Lank Center for Genitourinary Oncology, Dana-Farber Cancer Institute, Harvard Medical School, Institute for Clinical and Economic Review, Institute for Technology Assessment, Boston, MA 02115, USA.
Ann Intern Med. 2013 Jun 18;158(12):853-60. doi: 10.7326/0003-4819-158-12-201306180-00002.
Observation is underutilized among men with localized, low-risk prostate cancer.
To assess the costs and benefits of observation versus initial treatment.
Decision analysis simulating treatment or observation.
Medicare schedules, published literature.
Men aged 65 and 75 years who had newly diagnosed low-risk prostate cancer (prostate-specific antigen level <10 µg/L, stage ≤T2a, Gleason score ≤3 + 3).
Lifetime.
Societal.
Treatment (brachytherapy, intensity-modulated radiation therapy, or radical prostatectomy) or observation (active surveillance [AS] or watchful waiting [WW]).
Quality-adjusted life expectancy and costs.

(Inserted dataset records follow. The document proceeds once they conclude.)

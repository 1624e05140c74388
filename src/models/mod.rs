//! Data models for sides and derived trigger prices.

mod prices;
mod side;

pub use prices::TpSlPrices;
pub use side::Side;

RESULTS OF BASE-CASE ANALYSIS: Observation was more effective and less costly than initial treatment. Compared with AS, WW provided 2 additional months of quality-adjusted life expectancy (9.02 vs. 8.85 years) at a savings of $15,374 ($24,520 vs. $39,894) in men aged 65 years and 2 additional months (6.14 vs. 5.98 years) at a savings of $11,746 ($18,302 vs. $30,048) in men aged 75 years. Brachytherapy was the most effective and least expensive initial treatment.
Treatment became more effective than observation when it led to more dramatic reductions in prostate cancer death (hazard ratio, 0.47 vs. WW and 0.64 vs. AS). Active surveillance became as effective as WW in men aged 65 years when the probability of progressing to treatment on AS decreased below 63% or when the quality of life with AS versus WW was 4% higher in men aged 65 years or 1% higher in men aged 75 years. Watchful waiting remained least expensive in all analyses.
Results depend on outcomes reported in the published literature, which is limited.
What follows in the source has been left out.